Singapura, história e desenvolvimento de um microestado global
Delphine Allaire - Singapura
No cruzamento entre os mundos indiano e chinês, no extremo sul da península malaia, ergue-se uma microcidade cosmopolita onde ordens de magnitude se entrelaçam virtuosamente. Construída em 680 quilômetros quadrados, pequena em tamanho, mas grande em peso econômico, Singapura é a cidade de todos os superlativos materialistas: o segundo maior porto do planeta, o terceiro centro financeiro depois da rival Hong Kong, um cofre regional com um dos maiores PIBs per capita do mundo. Esta próspera potência da Asean cresceu a partir de uma vila de pescadores até que o marinheiro e botânico britânico Sir Thomas Raffles a comprou de um príncipe malaio, em 1819, para abrir uma rota para a China e impedir que os holandeses avançassem na região. Historicamente sem agricultura própria, o país, que já foi uma estação comercial da Companhia das Índias Orientais, sempre esteve nas rotas comerciais e apostou sua sobrevivência no sucesso econômico.
Quadro político parlamentar
Outro legado britânico é o sistema político da cidade. Singapura representa “uma ilha de estabilidade em comparação com outros países vizinhos, por vezes sujeitos a distúrbios, golpes de Estado, insurreições ou manifestações”, explica Eric Frécon, pesquisador baseado na cidade-estado e associado ao Irasec, o instituto de pesquisa sobre o Sudeste Asiático contemporâneo. Este poder forte, “uma democracia iliberal”, explica o pesquisador, tem os meios para impor esta estabilidade. Desde 1959, a vida política tem sido dominada por um partido, o PAP (Partido de Ação Popular), e o Estado teve apenas quatro primeiros-ministros desde que deixou de fazer parte da Federação da Malásia, em 1965, para se tornar um estado soberano. Dois deles se encontraram com o Papa Francisco neste 12 de setembro: no Parlamento, o atual primeiro-ministro, Lawrence Wong, protestante, e no Centro de Retiros São Francisco Xavier onde o Papa está hospedado durante esta etapa de quase 48 horas, Lee Hsien Loong, chefe de governo de 2004 a 2024. O sistema político parlamentar, herdado do modelo britânico, deixa pouco espaço para compromissos sociais. “As últimas greves em Singapura datam de 2013 e nos anos 80. Alguns temas são tabus”, confirma Éric Frécon.

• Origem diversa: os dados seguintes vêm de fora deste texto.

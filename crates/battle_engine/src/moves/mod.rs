//! Move identifiers, static move data and conditional-power hooks.

mod data;
pub mod hooks;
pub mod implementations;
pub mod registry;

pub use data::MOVES;
pub use hooks::MoveHooks;
pub use registry::MOVE_REGISTRY;

use serde::{Deserialize, Serialize};

use crate::conditions::{Status, Volatile};
use crate::field::{Terrain, Weather};
use crate::stats::BoostStat;
use crate::types::Type;

/// Move category
#[derive(Clone, Copy, Debug, PartialEq, Eq, Hash, Serialize, Deserialize)]
#[repr(u8)]
pub enum MoveCategory {
    Physical = 0,
    Special = 1,
    Status = 2,
}

bitflags::bitflags! {
    #[derive(Clone, Copy, Debug, Default, PartialEq, Eq)]
    pub struct MoveFlags: u8 {
        /// Makes contact (triggers Static, Flame Body, Rough Skin...)
        const CONTACT   = 1 << 0;
        /// +1 crit stage
        const HIGH_CRIT = 1 << 1;
        /// Ignores the type chart and STAB (Struggle)
        const TYPELESS  = 1 << 2;
    }
}

/// Who a move acts on.
#[derive(Clone, Copy, Debug, PartialEq, Eq)]
pub enum MoveTarget {
    Foe,
    User,
    /// Weather, terrain and rooms.
    Field,
}

/// Recipient of a secondary effect.
#[derive(Clone, Copy, Debug, PartialEq, Eq)]
pub enum EffectTarget {
    User,
    Foe,
}

/// Chance-based effect carried by a damaging move.
#[derive(Clone, Copy, Debug, PartialEq, Eq)]
pub enum SecondaryEffect {
    Status(Status),
    Boosts(&'static [(BoostStat, i8)]),
    Flinch,
}

/// One chance effect. A move may carry several, each rolled on its own.
#[derive(Clone, Copy, Debug, PartialEq, Eq)]
pub struct Secondary {
    /// Percent, 1..=100.
    pub chance: u8,
    pub target: EffectTarget,
    pub effect: SecondaryEffect,
}

/// What a status move does.
#[derive(Clone, Copy, Debug, PartialEq, Eq)]
pub enum MoveEffect {
    None,
    Status(Status),
    /// Stage changes on the move's target.
    Boosts(&'static [(BoostStat, i8)]),
    Weather(Weather),
    Terrain(Terrain),
    TrickRoom,
    Gravity,
    /// Heal `num/den` of max HP.
    Heal(u8, u8),
    Volatile(Volatile),
}

/// Immutable move reference data.
#[derive(Clone, Copy, Debug, PartialEq, Eq)]
pub struct Move {
    pub id: MoveId,
    pub name: &'static str,
    pub primary_type: Type,
    pub category: MoveCategory,
    pub power: u8,
    /// `None` always hits.
    pub accuracy: Option<u8>,
    pub priority: i8,
    pub pp: u8,
    pub flags: MoveFlags,
    pub target: MoveTarget,
    pub secondaries: &'static [Secondary],
    /// Guaranteed stage changes on the user after a hit (Close Combat).
    pub self_boosts: &'static [(BoostStat, i8)],
    /// Recoil as a fraction of damage dealt.
    pub recoil: Option<(u8, u8)>,
    /// Healing as a fraction of damage dealt.
    pub drain: Option<(u8, u8)>,
    pub effect: MoveEffect,
}

impl Move {
    #[inline]
    pub fn is_status(&self) -> bool {
        self.category == MoveCategory::Status
    }

    #[inline]
    pub fn makes_contact(&self) -> bool {
        self.flags.contains(MoveFlags::CONTACT)
    }

    #[inline]
    pub fn is_typeless(&self) -> bool {
        self.flags.contains(MoveFlags::TYPELESS)
    }
}

/// Move identifier.
#[derive(Clone, Copy, Debug, PartialEq, Eq, Hash, Serialize, Deserialize)]
#[repr(u8)]
pub enum MoveId {
    // Electric
    Thunderbolt,
    Thunder,
    // Normal
    BodySlam,
    // Fire
    Flamethrower,
    FireBlast,
    FlareBlitz,
    FirePunch,
    FireFang,
    // Water
    Scald,
    Surf,
    HydroPump,
    Waterfall,
    AquaTail,
    // Grass
    SolarBeam,
    EnergyBall,
    LeafBlade,
    GigaDrain,
    // Fighting
    CloseCombat,
    AuraSphere,
    FocusBlast,
    DrainPunch,
    // Flying
    AirSlash,
    Fly,
    // Psychic
    Psychic,
    ZenHeadbutt,
    // Ghost
    ShadowBall,
    Hex,
    // Dragon
    DragonClaw,
    DragonPulse,
    // Dark
    Crunch,
    // Steel
    IronHead,
    IronTail,
    FlashCannon,
    MeteorMash,
    BulletPunch,
    // Ground / Rock
    Earthquake,
    StoneEdge,
    // Ice
    IceBeam,
    IcePunch,
    IceFang,
    // Poison
    SludgeBomb,
    Venoshock,
    // Fairy
    DazzlingGleam,
    // Normal
    QuickAttack,
    ExtremeSpeed,
    Facade,
    // Variable power
    Brine,
    WeatherBall,
    Eruption,
    WaterSpout,
    Struggle,
    // Status: persistent status
    ThunderWave,
    WillOWisp,
    Toxic,
    Spore,
    Hypnosis,
    // Status: stage changes
    DragonDance,
    SwordsDance,
    NastyPlot,
    CalmMind,
    Agility,
    Growl,
    Screech,
    // Status: field
    RainDance,
    SunnyDay,
    Sandstorm,
    Snowscape,
    ElectricTerrain,
    GrassyTerrain,
    MistyTerrain,
    PsychicTerrain,
    TrickRoom,
    Gravity,
    // Status: misc
    Recover,
    FocusEnergy,
    Taunt,
    Disable,
}

static MOVE_LOOKUP: phf::Map<&'static str, MoveId> = phf::phf_map! {
    "thunderbolt" => MoveId::Thunderbolt,
    "thunder" => MoveId::Thunder,
    "bodyslam" => MoveId::BodySlam,
    "flamethrower" => MoveId::Flamethrower,
    "fireblast" => MoveId::FireBlast,
    "flareblitz" => MoveId::FlareBlitz,
    "firepunch" => MoveId::FirePunch,
    "firefang" => MoveId::FireFang,
    "scald" => MoveId::Scald,
    "surf" => MoveId::Surf,
    "hydropump" => MoveId::HydroPump,
    "waterfall" => MoveId::Waterfall,
    "aquatail" => MoveId::AquaTail,
    "solarbeam" => MoveId::SolarBeam,
    "energyball" => MoveId::EnergyBall,
    "leafblade" => MoveId::LeafBlade,
    "gigadrain" => MoveId::GigaDrain,
    "closecombat" => MoveId::CloseCombat,
    "aurasphere" => MoveId::AuraSphere,
    "focusblast" => MoveId::FocusBlast,
    "drainpunch" => MoveId::DrainPunch,
    "airslash" => MoveId::AirSlash,
    "fly" => MoveId::Fly,
    "psychic" => MoveId::Psychic,
    "zenheadbutt" => MoveId::ZenHeadbutt,
    "shadowball" => MoveId::ShadowBall,
    "hex" => MoveId::Hex,
    "dragonclaw" => MoveId::DragonClaw,
    "dragonpulse" => MoveId::DragonPulse,
    "crunch" => MoveId::Crunch,
    "ironhead" => MoveId::IronHead,
    "irontail" => MoveId::IronTail,
    "flashcannon" => MoveId::FlashCannon,
    "meteormash" => MoveId::MeteorMash,
    "bulletpunch" => MoveId::BulletPunch,
    "earthquake" => MoveId::Earthquake,
    "stoneedge" => MoveId::StoneEdge,
    "icebeam" => MoveId::IceBeam,
    "icepunch" => MoveId::IcePunch,
    "icefang" => MoveId::IceFang,
    "sludgebomb" => MoveId::SludgeBomb,
    "venoshock" => MoveId::Venoshock,
    "dazzlinggleam" => MoveId::DazzlingGleam,
    "quickattack" => MoveId::QuickAttack,
    "extremespeed" => MoveId::ExtremeSpeed,
    "facade" => MoveId::Facade,
    "brine" => MoveId::Brine,
    "weatherball" => MoveId::WeatherBall,
    "eruption" => MoveId::Eruption,
    "waterspout" => MoveId::WaterSpout,
    "struggle" => MoveId::Struggle,
    "thunderwave" => MoveId::ThunderWave,
    "willowisp" => MoveId::WillOWisp,
    "toxic" => MoveId::Toxic,
    "spore" => MoveId::Spore,
    "hypnosis" => MoveId::Hypnosis,
    "dragondance" => MoveId::DragonDance,
    "swordsdance" => MoveId::SwordsDance,
    "nastyplot" => MoveId::NastyPlot,
    "calmmind" => MoveId::CalmMind,
    "agility" => MoveId::Agility,
    "growl" => MoveId::Growl,
    "screech" => MoveId::Screech,
    "raindance" => MoveId::RainDance,
    "sunnyday" => MoveId::SunnyDay,
    "sandstorm" => MoveId::Sandstorm,
    "snowscape" => MoveId::Snowscape,
    "electricterrain" => MoveId::ElectricTerrain,
    "grassyterrain" => MoveId::GrassyTerrain,
    "mistyterrain" => MoveId::MistyTerrain,
    "psychicterrain" => MoveId::PsychicTerrain,
    "trickroom" => MoveId::TrickRoom,
    "gravity" => MoveId::Gravity,
    "recover" => MoveId::Recover,
    "focusenergy" => MoveId::FocusEnergy,
    "taunt" => MoveId::Taunt,
    "disable" => MoveId::Disable,
};

impl MoveId {
    /// Total number of moves
    pub const COUNT: usize = MoveId::Disable as usize + 1;

    /// Parse a move name ("Thunder Wave", "thunderwave", "thunder-wave").
    pub fn from_str(s: &str) -> Option<Self> {
        MOVE_LOOKUP.get(crate::to_id(s).as_str()).copied()
    }

    /// Static move data
    #[inline]
    pub fn data(self) -> &'static Move {
        &MOVES[self as usize]
    }

    /// Conditional-power hooks, if any.
    #[inline]
    pub fn hooks(self) -> Option<&'static MoveHooks> {
        MOVE_REGISTRY[self as usize].as_ref()
    }
}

Na cidade-estado não é raro encontrar trabalhadores na faixa dos 80 anos. A situação foi agravada pelas crises globais relacionadas com a pandemia e a guerra na Ucrânia. A economia local, dependente do comércio internacional, está sujeita a fortes oscilações e os preços aumentaram nos últimos três anos.
Identidade e demografia
Neste contexto, é dada muita atenção aos idosos e também aos recém-nascidos, que são muito poucos. “Durante o discurso de política geral, em meados de agosto, o governo anunciou a prorrogação da licença paternidade e, de forma mais geral, da licença parental”, explica o pesquisador. As famílias de Singapura estão no centro da atenção do governo - num país onde a taxa de fertilidade é de 1,12 filhos por mulher - e do Papa, que optou por visitar os idosos da Maison Sainte-Thérèse da cidade na manhã de 13 de setembro, fundada pelas Irmãzinhas dos Pobres, e depois, no mesmo dia, os jovens de diversas religiões que estudam no prestigiado Catholic Junior College, que tem 1.500 alunos. Um mosaico étnico-religioso, quatro línguas oficiais, faladas em cada esquina. Esta identidade caleidoscópica, com sotaques malaios, chineses, indianos e ocidentais, reflete-se nas janelas dos arranha-céus que cobrem a cidade que dedica um dia à “harmonia racial”, celebrada nas escolas desta nação composta por 74% de chineses, 14% de malaios, 7% de indianos e mais de 1% de “outros”, ou seja, de euroasiáticos. “O desafio para o governo é encontrar denominadores comuns para formar uma nação”, diz Eric Frécon, citando o serviço nacional, os desfiles e o singlish, o crioulo de Singapura baseado na língua inglesa, como possíveis características unificadoras. Esta curiosa mistura oscila entre influências culturais chinesas e ocidentais, também em termos geopolíticos.
Entre a China e o Ocidente, Singapura está no meio. Ali se realizam exercícios militares estadunidenses e britânicos, bem como treinamento intensivo de funcionários chineses. Uma neutralidade, conclui Frécon, que lhe valeu o apelido de Suíça do Oriente”.